The judge also can exclude the accused from the trial if
there are safety concerns or if the defendant is disruptive.
Plus, the judge can admit evidence obtained through coercion
if he determines it "possesses sufficient probative value"
and "the interests of justice would best be served by
admission of the statement into evidence."
The law permits, too, the introduction of secret evidence
"while protecting from disclosure the sources, methods, or
activities by which the United States acquired the evidence
if the military judge finds that ... the evidence is
reliable."
During trial, the prosecutor would have the additional right
to assert a "national security privilege" that could stop
"the examination of any witness," presumably by the defense
if the questioning touched on any sensitive matter.

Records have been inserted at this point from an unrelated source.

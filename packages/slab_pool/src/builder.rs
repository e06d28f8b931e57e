use std::alloc::Layout;
use std::cell::Cell;
use std::marker::PhantomData;
use std::num::NonZero;

use new_zealand::nz;

use crate::{ArrayPool, BitmapSlabPool, Error, Result, SlabBitmap, SlabPool};

/// Vacant slabs a pool keeps in reserve unless configured otherwise.
const DEFAULT_MAX_FREE_SLABS: usize = 1;

/// Nodes per slab of a [`SlabPool`] unless configured otherwise.
const DEFAULT_NODES_PER_SLAB: NonZero<usize> = nz!(64);

/// Arrays cached per [`ArrayPool`] bucket unless configured otherwise.
const DEFAULT_CACHE_SIZE: usize = 32;

/// Largest array length served by an [`ArrayPool`] unless configured otherwise.
const DEFAULT_MAX_ARRAY_LENGTH: usize = 1 << 20;

/// Node payload settings shared by the slab pool builders.
#[derive(Debug)]
struct NodeSettings {
    size: Option<usize>,
    alignment: usize,
}

impl NodeSettings {
    const fn new() -> Self {
        Self {
            size: None,
            alignment: 1,
        }
    }

    fn set_layout(&mut self, layout: Layout) {
        self.size = Some(layout.size());
        self.alignment = layout.align();
    }

    fn layout(&self, nodes_per_slab: usize) -> Result<Layout> {
        let size = self.size.expect(
            "node length must be set using .node_length(), .layout() or .layout_of::<T>() before calling .build()",
        );

        Layout::from_size_align(size, self.alignment).map_err(|_layout_error| {
            Error::LayoutTooLarge {
                node_size: size,
                nodes_per_slab,
            }
        })
    }
}

/// Builder for creating an instance of [`BitmapSlabPool`], usually through the
/// [`SlabPool32`](crate::SlabPool32) or [`SlabPool64`](crate::SlabPool64) aliases.
///
/// The node length is mandatory, whereas other settings are optional. Use `.node_length()` for
/// byte-aligned nodes, or `.layout()` / `.layout_of::<T>()` to also set the payload alignment.
///
/// # Examples
///
/// ```
/// use slab_pool::SlabPool32;
///
/// let pool = SlabPool32::builder()
///     .node_length(40)
///     .max_free_slabs(4)
///     .build()
///     .unwrap();
///
/// assert_eq!(pool.node_length(), 40);
/// assert_eq!(pool.max_free_slabs(), 4);
/// ```
///
/// # Thread safety
///
/// The builder is thread-mobile ([`Send`]) but not thread-safe ([`Sync`]).
#[derive(Debug)]
#[must_use]
pub struct BitmapSlabPoolBuilder<W: SlabBitmap> {
    node: NodeSettings,
    max_free_slabs: usize,

    _bitmap: PhantomData<W>,

    // Prevents Sync while allowing Send - builders are thread-mobile but not thread-safe
    _not_sync: PhantomData<Cell<()>>,
}

impl<W: SlabBitmap> BitmapSlabPoolBuilder<W> {
    #[inline]
    pub(crate) fn new() -> Self {
        Self {
            node: NodeSettings::new(),
            max_free_slabs: DEFAULT_MAX_FREE_SLABS,
            _bitmap: PhantomData,
            _not_sync: PhantomData,
        }
    }

    /// Sets the length in bytes of each node payload. Keeps the alignment set by an earlier
    /// `.layout()` call, otherwise payloads are byte-aligned.
    #[inline]
    pub fn node_length(mut self, length: usize) -> Self {
        self.node.size = Some(length);
        self
    }

    /// Sets the size and alignment of each node payload.
    #[inline]
    pub fn layout(mut self, layout: Layout) -> Self {
        self.node.set_layout(layout);
        self
    }

    /// Sizes and aligns each node payload to hold one `T`.
    #[inline]
    pub fn layout_of<T>(mut self) -> Self {
        self.node.set_layout(Layout::new::<T>());
        self
    }

    /// Sets how many completely vacant slabs the pool keeps in reserve instead of freeing them.
    #[inline]
    pub fn max_free_slabs(mut self, max_free_slabs: usize) -> Self {
        self.max_free_slabs = max_free_slabs;
        self
    }

    /// Builds the pool, allocating its first slab.
    ///
    /// # Errors
    ///
    /// Returns [`Error::LayoutTooLarge`] if a slab of the configured nodes does not fit in
    /// memory.
    ///
    /// # Panics
    ///
    /// Panics if no node length has been set.
    pub fn build(self) -> Result<BitmapSlabPool<W>> {
        let layout = self.node.layout(W::BITS as usize)?;
        BitmapSlabPool::new_inner(layout, self.max_free_slabs)
    }
}

/// Builder for creating an instance of [`SlabPool`].
///
/// The node length is mandatory, whereas other settings are optional.
///
/// # Examples
///
/// ```
/// use new_zealand::nz;
/// use slab_pool::SlabPool;
///
/// let pool = SlabPool::builder()
///     .node_length(100)
///     .nodes_per_slab(nz!(10))
///     .build()
///     .unwrap();
///
/// assert_eq!(pool.nodes_per_slab(), 10);
/// ```
///
/// # Thread safety
///
/// The builder is thread-mobile ([`Send`]) but not thread-safe ([`Sync`]).
#[derive(Debug)]
#[must_use]
pub struct SlabPoolBuilder {
    node: NodeSettings,
    nodes_per_slab: NonZero<usize>,
    max_free_slabs: usize,

    // Prevents Sync while allowing Send - builders are thread-mobile but not thread-safe
    _not_sync: PhantomData<Cell<()>>,
}

impl SlabPoolBuilder {
    #[inline]
    pub(crate) fn new() -> Self {
        Self {
            node: NodeSettings::new(),
            nodes_per_slab: DEFAULT_NODES_PER_SLAB,
            max_free_slabs: DEFAULT_MAX_FREE_SLABS,
            _not_sync: PhantomData,
        }
    }

    /// Sets the length in bytes of each node payload. Keeps the alignment set by an earlier
    /// `.layout()` call, otherwise payloads are byte-aligned.
    #[inline]
    pub fn node_length(mut self, length: usize) -> Self {
        self.node.size = Some(length);
        self
    }

    /// Sets the size and alignment of each node payload.
    #[inline]
    pub fn layout(mut self, layout: Layout) -> Self {
        self.node.set_layout(layout);
        self
    }

    /// Sizes and aligns each node payload to hold one `T`.
    #[inline]
    pub fn layout_of<T>(mut self) -> Self {
        self.node.set_layout(Layout::new::<T>());
        self
    }

    /// Sets how many nodes each slab holds. Defaults to 64.
    #[inline]
    pub fn nodes_per_slab(mut self, nodes_per_slab: NonZero<usize>) -> Self {
        self.nodes_per_slab = nodes_per_slab;
        self
    }

    /// Sets how many completely vacant slabs the pool keeps in reserve instead of freeing them.
    #[inline]
    pub fn max_free_slabs(mut self, max_free_slabs: usize) -> Self {
        self.max_free_slabs = max_free_slabs;
        self
    }

    /// Builds the pool, allocating its first slab.
    ///
    /// # Errors
    ///
    /// Returns [`Error::LayoutTooLarge`] if a slab of the configured nodes does not fit in
    /// memory.
    ///
    /// # Panics
    ///
    /// Panics if no node length has been set.
    pub fn build(self) -> Result<SlabPool> {
        let layout = self.node.layout(self.nodes_per_slab.get())?;
        SlabPool::new_inner(layout, self.nodes_per_slab, self.max_free_slabs)
    }
}

/// Builder for creating an instance of [`ArrayPool`].
///
/// Every setting is optional.
///
/// # Examples
///
/// ```
/// use slab_pool::ArrayPool;
///
/// let pool = ArrayPool::<f32>::builder()
///     .max_length(4096)
///     .cache_size(8)
///     .max_free_slabs(0)
///     .build()
///     .unwrap();
///
/// assert_eq!(pool.bucket_count(), 9);
/// ```
///
/// # Thread safety
///
/// The builder is thread-mobile ([`Send`]) but not thread-safe ([`Sync`]).
#[derive(Debug)]
#[must_use]
pub struct ArrayPoolBuilder<T: Copy> {
    max_length: usize,
    cache_size: usize,
    max_free_slabs: usize,

    _element: PhantomData<fn() -> T>,

    // Prevents Sync while allowing Send - builders are thread-mobile but not thread-safe
    _not_sync: PhantomData<Cell<()>>,
}

impl<T: Copy> ArrayPoolBuilder<T> {
    #[inline]
    pub(crate) fn new() -> Self {
        Self {
            max_length: DEFAULT_MAX_ARRAY_LENGTH,
            cache_size: DEFAULT_CACHE_SIZE,
            max_free_slabs: DEFAULT_MAX_FREE_SLABS,
            _element: PhantomData,
            _not_sync: PhantomData,
        }
    }

    /// Sets the largest array length the pool serves, at most
    /// [`MAX_ARRAY_LENGTH`](crate::MAX_ARRAY_LENGTH). It is rounded up to a power of two of at
    /// least 16.
    #[inline]
    pub fn max_length(mut self, max_length: usize) -> Self {
        self.max_length = max_length;
        self
    }

    /// Sets how many released arrays each bucket keeps for reuse before handing them back to its
    /// slab pool. Zero disables the cache.
    #[inline]
    pub fn cache_size(mut self, cache_size: usize) -> Self {
        self.cache_size = cache_size;
        self
    }

    /// Sets how many completely vacant slabs each bucket's slab pool keeps in reserve.
    #[inline]
    pub fn max_free_slabs(mut self, max_free_slabs: usize) -> Self {
        self.max_free_slabs = max_free_slabs;
        self
    }

    /// Builds the pool. Buckets allocate their first slab when first rented from.
    ///
    /// # Errors
    ///
    /// Returns [`Error::MaxLengthOutOfRange`] if the maximum length exceeds
    /// [`MAX_ARRAY_LENGTH`](crate::MAX_ARRAY_LENGTH) and [`Error::LayoutTooLarge`] if an array
    /// of that length does not fit in memory.
    pub fn build(self) -> Result<ArrayPool<T>> {
        ArrayPool::new_inner(self.max_length, self.cache_size, self.max_free_slabs)
    }
}

#[cfg(test)]
#[cfg_attr(coverage_nightly, coverage(off))]
mod tests {
    use std::fmt::Debug;

    use static_assertions::{assert_impl_all, assert_not_impl_any};

    use super::*;

    assert_impl_all!(BitmapSlabPoolBuilder<u32>: Send, Debug);
    assert_impl_all!(SlabPoolBuilder: Send, Debug);
    assert_impl_all!(ArrayPoolBuilder<u8>: Send, Debug);
    assert_not_impl_any!(BitmapSlabPoolBuilder<u64>: Sync);
    assert_not_impl_any!(SlabPoolBuilder: Sync);
    assert_not_impl_any!(ArrayPoolBuilder<u8>: Sync);

    #[test]
    fn defaults() {
        let builder = SlabPoolBuilder::new();
        assert!(builder.node.size.is_none());
        assert_eq!(builder.node.alignment, 1);
        assert_eq!(builder.nodes_per_slab, DEFAULT_NODES_PER_SLAB);
        assert_eq!(builder.max_free_slabs, DEFAULT_MAX_FREE_SLABS);

        let builder = ArrayPoolBuilder::<u8>::new();
        assert_eq!(builder.max_length, DEFAULT_MAX_ARRAY_LENGTH);
        assert_eq!(builder.cache_size, DEFAULT_CACHE_SIZE);
    }

    #[test]
    fn layout_of_sets_size_and_alignment() {
        let builder = BitmapSlabPoolBuilder::<u32>::new().layout_of::<u64>();

        assert_eq!(builder.node.size, Some(8));
        assert_eq!(builder.node.alignment, align_of::<u64>());
    }

    #[test]
    fn node_length_keeps_alignment() {
        let builder = SlabPoolBuilder::new()
            .layout(Layout::from_size_align(8, 64).unwrap())
            .node_length(100);

        assert_eq!(builder.node.size, Some(100));
        assert_eq!(builder.node.alignment, 64);

        let pool = builder.build().unwrap();
        assert_eq!(pool.node_layout(), Layout::from_size_align(100, 64).unwrap());
    }

    #[test]
    fn build_applies_settings() {
        let pool = BitmapSlabPoolBuilder::<u64>::new()
            .node_length(3)
            .max_free_slabs(7)
            .build()
            .unwrap();

        assert_eq!(pool.node_length(), 3);
        assert_eq!(pool.max_free_slabs(), 7);
        assert_eq!(pool.nodes_per_slab(), 64);

        let pool = SlabPoolBuilder::new()
            .node_length(5)
            .nodes_per_slab(nz!(3))
            .max_free_slabs(0)
            .build()
            .unwrap();

        assert_eq!(pool.nodes_per_slab(), 3);
        assert_eq!(pool.max_free_slabs(), 0);

        let pool = ArrayPoolBuilder::<u16>::new()
            .max_length(100)
            .cache_size(3)
            .build()
            .unwrap();

        assert_eq!(pool.max_length(), 128);
        assert_eq!(pool.cache_size(), 3);
    }

    #[test]
    #[should_panic]
    fn build_without_node_length_panics() {
        let _pool = SlabPoolBuilder::new().build();
    }

    #[test]
    #[should_panic]
    fn bitmap_build_without_node_length_panics() {
        let _pool = BitmapSlabPoolBuilder::<u32>::new().build();
    }

    #[test]
    fn node_length_beyond_address_space_is_error() {
        let result = SlabPoolBuilder::new().node_length(usize::MAX).build();

        assert!(matches!(result, Err(Error::LayoutTooLarge { .. })));
    }

    #[test]
    fn array_too_large_for_memory_is_error() {
        let result = ArrayPoolBuilder::<[u8; 1 << 40]>::new()
            .max_length(1 << 30)
            .build();

        assert!(matches!(result, Err(Error::LayoutTooLarge { .. })));
    }
}
use std::alloc::Layout;
use std::fmt::Debug;
use std::marker::PhantomData;
use std::ptr::NonNull;

use crate::ring::{SlabKind, SlabLinks, SlabRing, generate_pool_id};
use crate::{BitScan, BitmapSlabPoolBuilder, Error, Result};

/// Occupancy bitmap of a [`BitmapSlabPool`] slab. One bit per node, so the bit width is also
/// the number of nodes per slab.
///
/// Implemented for `u32` and `u64`.
pub trait SlabBitmap: BitScan + Debug + Send + Sync + 'static {
    /// No node is rented.
    const EMPTY: Self;

    /// Every node is rented.
    const FULL: Self;

    /// Index of the lowest `0` bit, i.e. the first vacant node. Equals [`BitScan::BITS`] if the
    /// bitmap is full.
    #[must_use]
    fn lowest_clear_bit(self) -> u32;

    /// Whether the bit at `index` is set.
    #[must_use]
    fn is_set(self, index: usize) -> bool;

    /// Returns the bitmap with the bit at `index` set.
    #[must_use]
    fn with_bit_set(self, index: usize) -> Self;

    /// Returns the bitmap with the bit at `index` cleared.
    #[must_use]
    fn with_bit_cleared(self, index: usize) -> Self;
}

macro_rules! impl_slab_bitmap {
    ($($t:ty),*) => {
        $(
            impl SlabBitmap for $t {
                const EMPTY: Self = 0;
                const FULL: Self = <$t>::MAX;

                #[inline]
                fn lowest_clear_bit(self) -> u32 {
                    (!self).trailing_zero_count()
                }

                #[inline]
                fn is_set(self, index: usize) -> bool {
                    self & (1 << index) != 0
                }

                #[inline]
                fn with_bit_set(self, index: usize) -> Self {
                    self | (1 << index)
                }

                #[inline]
                fn with_bit_cleared(self, index: usize) -> Self {
                    self & !(1 << index)
                }
            }
        )*
    };
}

impl_slab_bitmap!(u32, u64);

/// A slab pool with 32 nodes per slab, tracked by a `u32` bitmap.
pub type SlabPool32 = BitmapSlabPool<u32>;

/// A slab pool with 64 nodes per slab, tracked by a `u64` bitmap.
pub type SlabPool64 = BitmapSlabPool<u64>;

/// Header at the start of every bitmap slab. The nodes follow at `BitmapSlabKind::nodes_offset`.
#[repr(C)]
#[expect(
    dead_code,
    reason = "the links are accessed by the ring through the slab pointer, which doubles as a SlabLinks pointer"
)]
struct BitmapSlab<W> {
    links: SlabLinks,

    /// Bit `i` is set if and only if node `i` is rented.
    bitmap: W,

    /// ID of the pool that owns the slab, checked on release in debug builds.
    #[cfg(debug_assertions)]
    owner: u64,
}

/// Layout calculations for the slabs of one [`BitmapSlabPool`].
///
/// Every node is an index byte followed by the payload. The payload starts at `payload_offset`
/// within the node and the index byte sits immediately before it, so a payload pointer is all
/// that is needed to find the node index, and from there the slab header.
#[derive(Debug)]
pub(crate) struct BitmapSlabKind<W> {
    payload_layout: Layout,

    /// Distance between the starts of two consecutive nodes.
    stride: usize,

    /// Offset of the payload from the start of its node. Always at least 1.
    payload_offset: usize,

    /// Offset of the first node from the start of the slab.
    nodes_offset: usize,

    slab_layout: Layout,

    /// Pool ID stamped into every slab for debug ownership checks.
    #[cfg_attr(
        not(debug_assertions),
        expect(
            dead_code,
            reason = "Used in cfg(debug_assertions) for slab ownership checking"
        )
    )]
    owner: u64,

    _bitmap: PhantomData<W>,
}

impl<W: SlabBitmap> BitmapSlabKind<W> {
    fn calculate(payload_layout: Layout, owner: u64) -> Result<Self> {
        let nodes_per_slab = W::BITS as usize;

        let too_large = || Error::LayoutTooLarge {
            node_size: payload_layout.size(),
            nodes_per_slab,
        };

        let (node_layout, payload_offset) = Layout::new::<u8>()
            .extend(payload_layout)
            .map_err(|_layout_error| too_large())?;

        // Layout::pad_to_align() makes the size a valid stride between array elements.
        let node_layout = node_layout.pad_to_align();
        let stride = node_layout.size();

        let nodes_size = stride.checked_mul(nodes_per_slab).ok_or_else(too_large)?;
        let nodes_layout = Layout::from_size_align(nodes_size, node_layout.align())
            .map_err(|_layout_error| too_large())?;

        let (slab_layout, nodes_offset) = Layout::new::<BitmapSlab<W>>()
            .extend(nodes_layout)
            .map_err(|_layout_error| too_large())?;

        Ok(Self {
            payload_layout,
            stride,
            payload_offset,
            nodes_offset,
            slab_layout: slab_layout.pad_to_align(),
            owner,
            _bitmap: PhantomData,
        })
    }

    fn node_offset(&self, index: usize) -> usize {
        // Cannot overflow because the slab layout calculation checked the total size.
        self.nodes_offset
            .wrapping_add(index.wrapping_mul(self.stride))
            .wrapping_add(self.payload_offset)
    }

    /// # Safety
    ///
    /// `slab` must be a slab of this kind and `index` must be below the bitmap width.
    unsafe fn payload_ptr(&self, slab: NonNull<SlabLinks>, index: usize) -> NonNull<u8> {
        // SAFETY: The offset stays within the slab allocation for any valid index.
        unsafe { slab.cast::<u8>().byte_add(self.node_offset(index)) }
    }

    /// # Safety
    ///
    /// `payload` must have been obtained from `payload_ptr()` with the same `index`.
    unsafe fn slab_of(&self, payload: NonNull<u8>, index: usize) -> NonNull<SlabLinks> {
        // SAFETY: Walking back by the same offset we walked forward by stays in the allocation.
        unsafe { payload.byte_sub(self.node_offset(index)).cast::<SlabLinks>() }
    }
}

In effect, what the new law appears to do is to create a
parallel "star chamber" system for the prosecution,
imprisonment and possible execution of enemies of the state,
whether those enemies are foreign or domestic.
Under the cloak of setting up military tribunals to try
al-Qaeda suspects and other so-called "unlawful enemy
combatants," Bush and the Republican-controlled Congress
effectively created a parallel legal system for "any person"
– American citizen or otherwise – who crosses some
ill-defined line.
There are a multitude of reasons to think that Bush and
advisers will interpret every legal ambiguity in the new law
in their favor, thus granting Bush the broadest possible
powers over people he identifies as enemies.
As further evidence of that, the American people now know
that Attorney General Gonzales doesn't even believe that the
Constitution grants them habeas corpus rights to a fair
trial.
##################
Originally appeared at
www.consortiumnews.com
http://www.consortiumnews.com
Robert Parry broke many of the Iran-Contra stories in the
1980s for the Associated Press and Newsweek. His latest
book, Secrecy & Privilege: Rise of the Bush Dynasty from
Watergate to Iraq, can be ordered at secrecyandprivilege.com.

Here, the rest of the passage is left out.